=== What needs to be done ===
Your task is to gather the lines below that hold the string "AddToCartRequest".

Collection entries
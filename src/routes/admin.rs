use axum::{
    Json, Router,
    extract::{Path, State},
    routing::patch,
};
use uuid::Uuid;

use crate::{
    dto::orders::{OrderWithItems, UpdateOrderStatusRequest},
    error::AppResult,
    middleware::{auth::AuthUser, json::JsonBody},
    response::ApiResponse,
    services::admin_service,
    state::AppState,
};

pub fn router() -> Router<AppState> {
    Router::new().route("/orders/{id}/status", patch(update_order_status))
}

#[utoipa::path(
    patch,
    path = "/api/admin/orders/{id}/status",
    params(
        ("id" = Uuid, Path, description = "Order ID")
    ),
    request_body = UpdateOrderStatusRequest,
    responses(
        (status = 200, description = "Order status updated (admin only)", body = ApiResponse<OrderWithItems>),
        (status = 400, description = "Unknown status"),
        (status = 403, description = "Forbidden"),
        (status = 404, description = "Order not found"),
    ),
    security(("bearer_auth" = [])),
    tag = "Admin"
)]
pub async fn update_order_status(
    State(state): State<AppState>,
    user: AuthUser,
    Path(id): Path<Uuid>,
    JsonBody(payload): JsonBody<UpdateOrderStatusRequest>,
) -> AppResult<Json<ApiResponse<OrderWithItems>>> {
    let resp = admin_service::update_order_status(&state, &user, id, payload).await?;
    Ok(Json(resp))
}
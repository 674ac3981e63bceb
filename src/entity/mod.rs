pub mod audit_logs;
pub mod cart_items;
pub mod carts;
pub mod categories;
pub mod guests;
pub mod order_items;
pub mod orders;
pub mod products;
pub mod users;

pub use audit_logs::Entity as AuditLogs;
pub use cart_items::Entity as CartItems;
pub use carts::Entity as Carts;
pub use categories::Entity as Categories;
pub use guests::Entity as Guests;
pub use order_items::Entity as OrderItems;
pub use orders::Entity as Orders;
pub use products::Entity as Products;
pub use users::Entity as Users;
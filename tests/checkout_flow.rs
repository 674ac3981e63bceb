mod common;

use axum_storefront::{
    dto::{
        cart::AddToCartRequest,
        orders::{CheckoutRequest, UpdateOrderStatusRequest},
    },
    entity::{
        carts::Entity as Carts,
        orders::{ActiveModel as OrderActive, Column as OrderCol, Entity as Orders},
    },
    error::AppError,
    middleware::{auth::ROLE_ADMIN, session::Visitor},
    routes::params::Pagination,
    services::{admin_service, cart_service, order_service},
};
use sea_orm::{ActiveModelTrait, ColumnTrait, EntityTrait, PaginatorTrait, QueryFilter, Set};
use uuid::Uuid;

use common::{create_product, create_user, customer, set_price, setup_state};

fn details() -> CheckoutRequest {
    CheckoutRequest {
        full_name: "Ada Lovelace".into(),
        email: "ada@example.com".into(),
        phone: "0600000000".into(),
        address: "12 Analytical Row".into(),
        city: "London".into(),
        postal_code: "N1 9GU".into(),
    }
}

fn qty(quantity: i32) -> AddToCartRequest {
    AddToCartRequest {
        quantity: Some(quantity),
    }
}

#[tokio::test]
async fn empty_cart_never_creates_an_order() -> anyhow::Result<()> {
    let Some(state) = setup_state().await? else {
        return Ok(());
    };
    let user = customer(&state).await?;

    let err = order_service::checkout_page(&state, &user).await.unwrap_err();
    assert!(matches!(err, AppError::EmptyCart));

    let err = order_service::checkout(&state, &user, details())
        .await
        .unwrap_err();
    assert!(matches!(err, AppError::EmptyCart));

    let orders = Orders::find()
        .filter(OrderCol::UserId.eq(user.user_id))
        .count(&state.orm)
        .await?;
    assert_eq!(orders, 0);
    Ok(())
}

#[tokio::test]
async fn checkout_snapshots_cart_and_empties_it() -> anyhow::Result<()> {
    let Some(state) = setup_state().await? else {
        return Ok(());
    };
    let user = customer(&state).await?;
    let visitor = Visitor::User(user.clone());
    let a = create_product(&state, 10, true).await?;
    let b = create_product(&state, 5, true).await?;

    cart_service::add_to_cart(&state, &visitor, &a.slug, qty(2)).await?;
    cart_service::add_to_cart(&state, &visitor, &b.slug, qty(1)).await?;

    let page = order_service::checkout_page(&state, &user).await?.data.unwrap();
    assert_eq!(page.cart.total, 25);
    assert_eq!(page.prefill.phone, "0600000000");

    let placed = order_service::checkout(&state, &user, details())
        .await?
        .data
        .unwrap();
    assert_eq!(placed.order.total, 25);
    assert_eq!(placed.order.status, "placed");
    assert_eq!(placed.items.len(), 2);

    let line_a = placed.items.iter().find(|i| i.product_id == a.id).unwrap();
    let line_b = placed.items.iter().find(|i| i.product_id == b.id).unwrap();
    assert_eq!((line_a.price, line_a.quantity), (10, 2));
    assert_eq!((line_b.price, line_b.quantity), (5, 1));

    // cart is empty but still there
    let cart = cart_service::resolve_cart(&state.orm, &visitor).await?;
    assert!(Carts::find_by_id(cart.id).one(&state.orm).await?.is_some());
    let view = cart_service::view_cart(&state, &visitor).await?.data.unwrap();
    assert!(view.items.is_empty());
    assert_eq!(view.total, 0);

    // later price changes leave the order untouched
    set_price(&state, &a, 99).await?;
    let stored = order_service::get_order(&state, &user, placed.order.id)
        .await?
        .data
        .unwrap();
    assert_eq!(stored.order.total, 25);
    let stored_a = stored.items.iter().find(|i| i.product_id == a.id).unwrap();
    assert_eq!(stored_a.price, 10);

    // a second checkout on the now empty cart is refused
    let err = order_service::checkout(&state, &user, details())
        .await
        .unwrap_err();
    assert!(matches!(err, AppError::EmptyCart));
    Ok(())
}

#[tokio::test]
async fn invalid_details_leave_cart_intact() -> anyhow::Result<()> {
    let Some(state) = setup_state().await? else {
        return Ok(());
    };
    let user = customer(&state).await?;
    let visitor = Visitor::User(user.clone());
    let product = create_product(&state, 40, true).await?;
    cart_service::add_to_cart(&state, &visitor, &product.slug, qty(3)).await?;

    let mut payload = details();
    payload.address = "  ".into();
    let err = order_service::checkout(&state, &user, payload)
        .await
        .unwrap_err();
    assert!(matches!(err, AppError::BadRequest(_)));

    let view = cart_service::view_cart(&state, &visitor).await?.data.unwrap();
    assert_eq!(view.items.len(), 1);
    assert_eq!(view.total, 120);
    Ok(())
}

#[tokio::test]
async fn history_is_private_and_newest_first() -> anyhow::Result<()> {
    let Some(state) = setup_state().await? else {
        return Ok(());
    };
    let user = customer(&state).await?;
    let other = customer(&state).await?;
    let visitor = Visitor::User(user.clone());
    let product = create_product(&state, 100, true).await?;

    let mut placed = Vec::new();
    for quantity in [1, 2] {
        cart_service::add_to_cart(&state, &visitor, &product.slug, qty(quantity)).await?;
        let order = order_service::checkout(&state, &user, details())
            .await?
            .data
            .unwrap()
            .order;
        placed.push(order.id);
    }

    let history = order_service::list_orders(&state, &user, Pagination::default())
        .await?;
    assert_eq!(history.meta.as_ref().and_then(|m| m.total), Some(2));
    let ids: Vec<_> = history.data.unwrap().items.into_iter().map(|o| o.id).collect();
    assert_eq!(ids, vec![placed[1], placed[0]]);

    let others = order_service::list_orders(&state, &other, Pagination::default())
        .await?
        .data
        .unwrap();
    assert!(others.items.is_empty());

    let err = order_service::get_order(&state, &other, placed[0])
        .await
        .unwrap_err();
    assert!(matches!(err, AppError::NotFound));
    Ok(())
}

#[tokio::test]
async fn only_admins_move_order_status() -> anyhow::Result<()> {
    let Some(state) = setup_state().await? else {
        return Ok(());
    };
    let user = customer(&state).await?;
    let admin = create_user(&state, ROLE_ADMIN).await?;
    let visitor = Visitor::User(user.clone());
    let product = create_product(&state, 100, true).await?;
    cart_service::add_to_cart(&state, &visitor, &product.slug, qty(1)).await?;
    let order = order_service::checkout(&state, &user, details())
        .await?
        .data
        .unwrap()
        .order;

    let err = admin_service::update_order_status(
        &state,
        &user,
        order.id,
        UpdateOrderStatusRequest {
            status: "shipped".into(),
        },
    )
    .await
    .unwrap_err();
    assert!(matches!(err, AppError::Forbidden));

    let updated = admin_service::update_order_status(
        &state,
        &admin,
        order.id,
        UpdateOrderStatusRequest {
            status: "Shipped".into(),
        },
    )
    .await?
    .data
    .unwrap();
    assert_eq!(updated.order.status, "shipped");
    assert_eq!(updated.order.total, 100);
    Ok(())
}

#[tokio::test]
async fn history_order_is_stable_for_simultaneous_orders() -> anyhow::Result<()> {
    let Some(state) = setup_state().await? else {
        return Ok(());
    };
    let user = customer(&state).await?;
    let placed_at = chrono::Utc::now().fixed_offset();

    let mut ids = Vec::new();
    for _ in 0..3 {
        let d = details();
        let order = OrderActive {
            id: Set(Uuid::new_v4()),
            user_id: Set(user.user_id),
            status: Set("placed".into()),
            total: Set(100),
            full_name: Set(d.full_name),
            email: Set(d.email),
            phone: Set(d.phone),
            address: Set(d.address),
            city: Set(d.city),
            postal_code: Set(d.postal_code),
            created_at: Set(placed_at),
            updated_at: Set(placed_at),
        }
        .insert(&state.orm)
        .await?;
        ids.push(order.id);
    }
    ids.sort();
    ids.reverse();

    for _ in 0..2 {
        let listed: Vec<Uuid> = order_service::list_orders(&state, &user, Pagination::default())
            .await?
            .data
            .unwrap()
            .items
            .into_iter()
            .map(|order| order.id)
            .collect();
        assert_eq!(listed, ids);
    }
    Ok(())
}
use chrono::{DateTime, FixedOffset, Local, NaiveDate, NaiveDateTime, Utc};
use chrono_tz::Tz;

/// 日付判定に使うローカルタイムゾーン
#[derive(Debug, Clone, Copy, PartialEq, Default)]
pub enum LocalZone {
    /// OSのローカル時刻
    #[default]
    System,
    /// IANAタイムゾーン
    Named(Tz),
}

impl LocalZone {
    pub fn from_option(timezone: Option<Tz>) -> Self {
        timezone.map(LocalZone::Named).unwrap_or_default()
    }

    /// オフセット付き日時をこのゾーンの壁時計時刻に変換する
    pub fn to_local(&self, value: &DateTime<FixedOffset>) -> NaiveDateTime {
        match self {
            LocalZone::System => value.with_timezone(&Local).naive_local(),
            LocalZone::Named(tz) => value.with_timezone(tz).naive_local(),
        }
    }

    /// 現在の壁時計時刻
    pub fn now(&self) -> NaiveDateTime {
        match self {
            LocalZone::System => Local::now().naive_local(),
            LocalZone::Named(tz) => Utc::now().with_timezone(tz).naive_local(),
        }
    }
}

/// 現在時刻の取得元
pub trait Clock: Send + Sync {
    fn now(&self) -> NaiveDateTime;

    fn today(&self) -> NaiveDate {
        self.now().date()
    }
}

/// 実時間の時計
#[derive(Debug, Clone, Copy, Default)]
pub struct SystemClock {
    zone: LocalZone,
}

impl SystemClock {
    pub fn new(zone: LocalZone) -> Self {
        Self { zone }
    }
}

impl Clock for SystemClock {
    fn now(&self) -> NaiveDateTime {
        self.zone.now()
    }
}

=== Exercise answer ===
        cart::AddToCartRequest,
fn qty(quantity: i32) -> AddToCartRequest {
    AddToCartRequest {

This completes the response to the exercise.